• _Data shown_
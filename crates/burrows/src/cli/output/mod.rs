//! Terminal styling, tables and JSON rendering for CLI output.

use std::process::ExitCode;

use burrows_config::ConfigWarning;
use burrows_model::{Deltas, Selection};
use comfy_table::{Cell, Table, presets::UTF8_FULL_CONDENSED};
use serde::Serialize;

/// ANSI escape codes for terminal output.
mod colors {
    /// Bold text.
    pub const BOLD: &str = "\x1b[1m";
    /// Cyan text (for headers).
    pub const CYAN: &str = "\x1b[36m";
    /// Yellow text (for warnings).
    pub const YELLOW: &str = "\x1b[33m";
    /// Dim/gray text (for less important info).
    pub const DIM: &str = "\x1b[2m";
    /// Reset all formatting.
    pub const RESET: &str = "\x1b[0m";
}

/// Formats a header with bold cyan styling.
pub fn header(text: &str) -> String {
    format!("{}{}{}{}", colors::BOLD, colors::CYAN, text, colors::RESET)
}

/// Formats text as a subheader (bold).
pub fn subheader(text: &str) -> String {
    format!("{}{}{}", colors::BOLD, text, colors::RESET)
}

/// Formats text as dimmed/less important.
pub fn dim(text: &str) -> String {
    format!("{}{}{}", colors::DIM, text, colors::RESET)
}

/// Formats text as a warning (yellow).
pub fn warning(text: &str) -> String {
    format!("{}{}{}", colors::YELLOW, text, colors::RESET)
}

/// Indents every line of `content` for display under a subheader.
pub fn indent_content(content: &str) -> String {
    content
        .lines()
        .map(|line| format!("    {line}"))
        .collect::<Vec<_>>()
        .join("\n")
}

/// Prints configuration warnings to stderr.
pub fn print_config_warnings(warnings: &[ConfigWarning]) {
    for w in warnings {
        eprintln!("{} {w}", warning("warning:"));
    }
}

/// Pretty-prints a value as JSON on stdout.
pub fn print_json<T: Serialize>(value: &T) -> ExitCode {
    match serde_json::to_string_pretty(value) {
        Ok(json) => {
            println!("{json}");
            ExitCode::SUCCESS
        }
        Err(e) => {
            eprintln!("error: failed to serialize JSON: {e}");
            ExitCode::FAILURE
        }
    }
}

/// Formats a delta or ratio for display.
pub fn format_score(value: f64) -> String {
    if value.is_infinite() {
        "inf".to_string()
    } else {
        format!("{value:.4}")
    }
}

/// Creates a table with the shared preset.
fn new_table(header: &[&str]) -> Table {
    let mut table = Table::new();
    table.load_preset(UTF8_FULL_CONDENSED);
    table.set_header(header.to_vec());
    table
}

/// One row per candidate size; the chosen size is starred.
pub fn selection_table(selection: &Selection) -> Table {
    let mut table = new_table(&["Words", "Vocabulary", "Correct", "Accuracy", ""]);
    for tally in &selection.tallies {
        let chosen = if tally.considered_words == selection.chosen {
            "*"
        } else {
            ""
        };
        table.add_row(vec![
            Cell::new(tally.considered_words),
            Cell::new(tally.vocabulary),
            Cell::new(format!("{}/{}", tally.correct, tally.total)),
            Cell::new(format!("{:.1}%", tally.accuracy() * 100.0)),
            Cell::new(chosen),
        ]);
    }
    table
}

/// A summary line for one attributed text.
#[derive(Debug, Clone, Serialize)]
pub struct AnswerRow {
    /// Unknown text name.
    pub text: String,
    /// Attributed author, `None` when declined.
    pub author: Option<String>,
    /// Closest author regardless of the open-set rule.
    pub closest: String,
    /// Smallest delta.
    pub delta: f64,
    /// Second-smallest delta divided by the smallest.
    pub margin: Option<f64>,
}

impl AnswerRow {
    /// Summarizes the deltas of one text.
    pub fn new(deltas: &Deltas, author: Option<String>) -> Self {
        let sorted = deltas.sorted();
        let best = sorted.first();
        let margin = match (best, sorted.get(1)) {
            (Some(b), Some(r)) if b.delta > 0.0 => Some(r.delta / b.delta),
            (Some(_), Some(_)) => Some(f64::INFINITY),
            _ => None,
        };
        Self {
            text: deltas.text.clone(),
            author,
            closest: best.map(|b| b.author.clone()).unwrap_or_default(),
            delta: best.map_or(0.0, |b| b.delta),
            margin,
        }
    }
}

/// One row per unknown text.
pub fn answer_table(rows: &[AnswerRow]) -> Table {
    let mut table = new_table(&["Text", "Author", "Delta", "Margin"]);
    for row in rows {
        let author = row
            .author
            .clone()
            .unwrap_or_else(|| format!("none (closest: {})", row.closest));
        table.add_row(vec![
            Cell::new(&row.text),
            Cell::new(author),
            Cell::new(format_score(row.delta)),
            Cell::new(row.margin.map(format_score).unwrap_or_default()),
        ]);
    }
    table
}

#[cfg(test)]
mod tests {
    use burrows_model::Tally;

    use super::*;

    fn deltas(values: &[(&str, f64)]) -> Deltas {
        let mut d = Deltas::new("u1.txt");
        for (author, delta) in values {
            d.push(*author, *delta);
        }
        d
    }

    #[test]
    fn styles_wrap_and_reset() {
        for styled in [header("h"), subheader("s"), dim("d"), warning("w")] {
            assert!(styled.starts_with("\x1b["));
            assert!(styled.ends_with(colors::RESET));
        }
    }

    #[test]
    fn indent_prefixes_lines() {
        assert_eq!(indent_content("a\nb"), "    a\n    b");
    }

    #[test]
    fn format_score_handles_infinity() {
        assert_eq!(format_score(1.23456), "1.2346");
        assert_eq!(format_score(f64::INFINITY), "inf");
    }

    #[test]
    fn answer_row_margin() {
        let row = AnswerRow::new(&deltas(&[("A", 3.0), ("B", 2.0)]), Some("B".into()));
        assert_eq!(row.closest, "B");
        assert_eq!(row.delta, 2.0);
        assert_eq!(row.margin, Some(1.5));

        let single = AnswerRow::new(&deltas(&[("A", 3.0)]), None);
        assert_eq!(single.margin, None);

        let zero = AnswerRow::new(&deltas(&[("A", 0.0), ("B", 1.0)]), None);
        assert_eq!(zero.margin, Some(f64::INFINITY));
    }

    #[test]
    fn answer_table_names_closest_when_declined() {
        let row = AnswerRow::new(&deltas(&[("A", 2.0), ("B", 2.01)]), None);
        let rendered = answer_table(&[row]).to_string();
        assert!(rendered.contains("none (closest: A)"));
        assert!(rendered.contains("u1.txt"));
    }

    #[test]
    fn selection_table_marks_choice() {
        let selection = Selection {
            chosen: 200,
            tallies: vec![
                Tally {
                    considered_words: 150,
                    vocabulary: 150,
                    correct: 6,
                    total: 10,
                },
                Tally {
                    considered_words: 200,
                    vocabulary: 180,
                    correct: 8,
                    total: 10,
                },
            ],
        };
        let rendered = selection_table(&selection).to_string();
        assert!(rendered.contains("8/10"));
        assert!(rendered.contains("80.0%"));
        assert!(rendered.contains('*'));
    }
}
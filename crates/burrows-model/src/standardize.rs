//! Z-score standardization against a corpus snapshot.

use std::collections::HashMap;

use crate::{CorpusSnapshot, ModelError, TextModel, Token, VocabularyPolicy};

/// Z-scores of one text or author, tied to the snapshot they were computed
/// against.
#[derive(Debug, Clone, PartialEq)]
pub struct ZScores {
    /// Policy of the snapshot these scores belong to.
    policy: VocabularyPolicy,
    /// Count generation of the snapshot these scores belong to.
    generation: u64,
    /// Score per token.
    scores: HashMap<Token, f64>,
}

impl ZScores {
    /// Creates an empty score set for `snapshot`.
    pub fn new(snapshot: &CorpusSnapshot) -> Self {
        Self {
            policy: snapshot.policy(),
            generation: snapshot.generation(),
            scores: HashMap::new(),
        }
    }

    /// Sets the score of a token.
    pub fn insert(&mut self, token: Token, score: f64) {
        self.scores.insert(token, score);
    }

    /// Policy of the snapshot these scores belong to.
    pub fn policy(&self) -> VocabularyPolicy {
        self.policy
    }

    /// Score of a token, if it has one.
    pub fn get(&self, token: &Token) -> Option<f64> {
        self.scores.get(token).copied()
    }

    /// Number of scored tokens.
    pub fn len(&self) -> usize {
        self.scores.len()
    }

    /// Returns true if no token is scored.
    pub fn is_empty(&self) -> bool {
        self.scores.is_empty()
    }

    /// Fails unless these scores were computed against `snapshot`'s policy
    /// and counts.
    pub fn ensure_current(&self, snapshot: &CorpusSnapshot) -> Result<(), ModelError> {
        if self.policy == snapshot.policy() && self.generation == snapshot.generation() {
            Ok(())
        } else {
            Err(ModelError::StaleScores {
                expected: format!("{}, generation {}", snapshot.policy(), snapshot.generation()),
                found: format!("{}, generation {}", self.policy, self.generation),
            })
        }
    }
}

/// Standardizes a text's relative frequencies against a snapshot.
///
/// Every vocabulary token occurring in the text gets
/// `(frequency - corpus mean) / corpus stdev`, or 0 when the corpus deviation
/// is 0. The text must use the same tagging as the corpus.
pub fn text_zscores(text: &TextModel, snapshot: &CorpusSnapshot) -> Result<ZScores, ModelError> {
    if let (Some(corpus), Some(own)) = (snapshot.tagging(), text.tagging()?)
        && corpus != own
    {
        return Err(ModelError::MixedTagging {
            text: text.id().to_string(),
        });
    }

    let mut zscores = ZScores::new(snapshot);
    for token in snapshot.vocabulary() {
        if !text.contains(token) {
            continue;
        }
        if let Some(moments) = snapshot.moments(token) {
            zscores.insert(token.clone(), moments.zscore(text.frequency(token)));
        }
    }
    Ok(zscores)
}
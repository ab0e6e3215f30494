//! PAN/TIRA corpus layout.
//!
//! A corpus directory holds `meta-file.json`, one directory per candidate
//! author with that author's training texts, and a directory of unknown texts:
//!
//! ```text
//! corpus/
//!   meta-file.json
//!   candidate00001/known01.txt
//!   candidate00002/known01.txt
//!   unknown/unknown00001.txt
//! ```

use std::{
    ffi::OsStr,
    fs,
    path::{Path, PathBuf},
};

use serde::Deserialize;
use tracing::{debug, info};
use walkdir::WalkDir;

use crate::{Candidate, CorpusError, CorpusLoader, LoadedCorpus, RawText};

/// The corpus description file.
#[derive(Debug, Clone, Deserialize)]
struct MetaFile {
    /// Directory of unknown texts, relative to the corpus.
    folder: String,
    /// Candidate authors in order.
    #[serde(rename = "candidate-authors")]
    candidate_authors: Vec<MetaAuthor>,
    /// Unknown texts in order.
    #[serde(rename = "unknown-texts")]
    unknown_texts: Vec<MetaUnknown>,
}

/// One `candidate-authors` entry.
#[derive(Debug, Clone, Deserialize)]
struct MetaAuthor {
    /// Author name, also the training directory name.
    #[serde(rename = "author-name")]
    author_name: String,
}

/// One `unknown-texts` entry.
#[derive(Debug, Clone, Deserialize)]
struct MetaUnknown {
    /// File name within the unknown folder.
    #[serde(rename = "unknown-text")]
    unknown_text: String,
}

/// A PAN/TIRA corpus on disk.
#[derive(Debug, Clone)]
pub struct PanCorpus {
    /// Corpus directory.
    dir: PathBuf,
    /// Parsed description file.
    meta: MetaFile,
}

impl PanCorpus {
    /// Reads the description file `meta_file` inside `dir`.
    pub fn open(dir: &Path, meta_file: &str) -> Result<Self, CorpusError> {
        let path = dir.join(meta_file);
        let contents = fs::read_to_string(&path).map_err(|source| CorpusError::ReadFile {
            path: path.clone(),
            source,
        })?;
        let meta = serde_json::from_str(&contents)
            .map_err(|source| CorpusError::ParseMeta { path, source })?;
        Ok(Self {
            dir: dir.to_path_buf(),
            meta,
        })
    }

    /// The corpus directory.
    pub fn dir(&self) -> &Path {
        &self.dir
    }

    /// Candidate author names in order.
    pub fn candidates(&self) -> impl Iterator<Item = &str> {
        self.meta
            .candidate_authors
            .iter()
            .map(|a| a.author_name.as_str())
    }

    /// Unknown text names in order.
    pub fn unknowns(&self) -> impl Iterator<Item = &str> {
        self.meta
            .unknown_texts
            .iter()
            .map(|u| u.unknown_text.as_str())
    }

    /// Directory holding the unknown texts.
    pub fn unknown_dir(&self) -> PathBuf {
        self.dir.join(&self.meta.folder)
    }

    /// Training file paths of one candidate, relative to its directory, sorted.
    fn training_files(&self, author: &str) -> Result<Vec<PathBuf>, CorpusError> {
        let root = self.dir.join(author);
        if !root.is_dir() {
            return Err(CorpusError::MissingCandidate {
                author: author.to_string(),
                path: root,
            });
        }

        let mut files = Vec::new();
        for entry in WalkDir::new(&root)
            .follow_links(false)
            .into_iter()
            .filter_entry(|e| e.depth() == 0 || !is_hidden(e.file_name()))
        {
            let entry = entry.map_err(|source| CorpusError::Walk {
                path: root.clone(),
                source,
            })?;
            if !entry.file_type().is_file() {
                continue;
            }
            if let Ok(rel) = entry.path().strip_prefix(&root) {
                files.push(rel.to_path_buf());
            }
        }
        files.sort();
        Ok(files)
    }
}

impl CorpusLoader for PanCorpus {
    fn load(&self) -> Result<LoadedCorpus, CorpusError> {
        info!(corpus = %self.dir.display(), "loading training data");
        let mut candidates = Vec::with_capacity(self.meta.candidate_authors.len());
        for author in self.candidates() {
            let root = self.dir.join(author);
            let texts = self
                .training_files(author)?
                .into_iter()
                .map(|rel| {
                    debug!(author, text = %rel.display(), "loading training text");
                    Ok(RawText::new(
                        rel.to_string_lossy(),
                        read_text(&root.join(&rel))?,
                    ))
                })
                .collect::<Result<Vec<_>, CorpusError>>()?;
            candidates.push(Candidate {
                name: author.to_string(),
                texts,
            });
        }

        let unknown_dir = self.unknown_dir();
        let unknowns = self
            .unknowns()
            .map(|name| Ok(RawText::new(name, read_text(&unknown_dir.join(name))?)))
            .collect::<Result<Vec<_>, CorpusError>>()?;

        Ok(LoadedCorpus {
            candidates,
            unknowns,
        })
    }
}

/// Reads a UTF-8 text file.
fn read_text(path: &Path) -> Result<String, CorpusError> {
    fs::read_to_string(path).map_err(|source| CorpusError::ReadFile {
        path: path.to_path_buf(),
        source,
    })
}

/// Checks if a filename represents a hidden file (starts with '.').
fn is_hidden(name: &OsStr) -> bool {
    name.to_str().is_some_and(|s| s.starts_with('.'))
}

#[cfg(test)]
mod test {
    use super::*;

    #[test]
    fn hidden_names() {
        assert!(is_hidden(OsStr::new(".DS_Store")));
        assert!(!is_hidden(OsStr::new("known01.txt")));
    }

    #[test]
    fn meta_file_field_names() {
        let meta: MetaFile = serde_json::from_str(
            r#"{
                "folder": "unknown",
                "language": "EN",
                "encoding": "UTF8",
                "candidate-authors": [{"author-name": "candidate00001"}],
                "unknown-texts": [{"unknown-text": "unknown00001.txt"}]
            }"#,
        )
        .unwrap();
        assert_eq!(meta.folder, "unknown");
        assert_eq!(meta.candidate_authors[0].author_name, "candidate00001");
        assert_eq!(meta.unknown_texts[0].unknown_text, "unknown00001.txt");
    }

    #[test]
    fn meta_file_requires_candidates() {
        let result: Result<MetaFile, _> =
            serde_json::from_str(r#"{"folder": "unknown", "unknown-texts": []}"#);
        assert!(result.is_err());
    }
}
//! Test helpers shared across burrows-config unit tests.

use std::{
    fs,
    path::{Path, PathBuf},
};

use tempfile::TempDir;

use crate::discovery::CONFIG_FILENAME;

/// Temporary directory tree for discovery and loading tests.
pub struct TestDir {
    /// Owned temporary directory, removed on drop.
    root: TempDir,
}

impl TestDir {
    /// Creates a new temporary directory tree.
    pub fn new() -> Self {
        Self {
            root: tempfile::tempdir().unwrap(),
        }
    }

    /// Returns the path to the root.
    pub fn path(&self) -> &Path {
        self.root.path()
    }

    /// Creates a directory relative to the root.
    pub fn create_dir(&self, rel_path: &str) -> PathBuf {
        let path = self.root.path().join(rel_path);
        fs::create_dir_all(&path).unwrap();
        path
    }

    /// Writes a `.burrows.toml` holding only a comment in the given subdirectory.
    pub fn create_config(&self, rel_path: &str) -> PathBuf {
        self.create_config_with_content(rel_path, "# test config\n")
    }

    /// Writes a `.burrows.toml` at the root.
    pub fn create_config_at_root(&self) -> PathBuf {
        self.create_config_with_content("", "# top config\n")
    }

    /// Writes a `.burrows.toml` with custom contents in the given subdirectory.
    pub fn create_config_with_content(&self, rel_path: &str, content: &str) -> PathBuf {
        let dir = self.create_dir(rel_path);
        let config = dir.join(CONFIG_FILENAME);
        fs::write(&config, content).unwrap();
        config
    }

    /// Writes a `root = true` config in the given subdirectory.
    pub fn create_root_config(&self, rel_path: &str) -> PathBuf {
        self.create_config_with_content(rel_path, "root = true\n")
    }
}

• _Problem statement_
How many of the lines above include the string "rename"? Answer with the number only.

• _Written reply_
4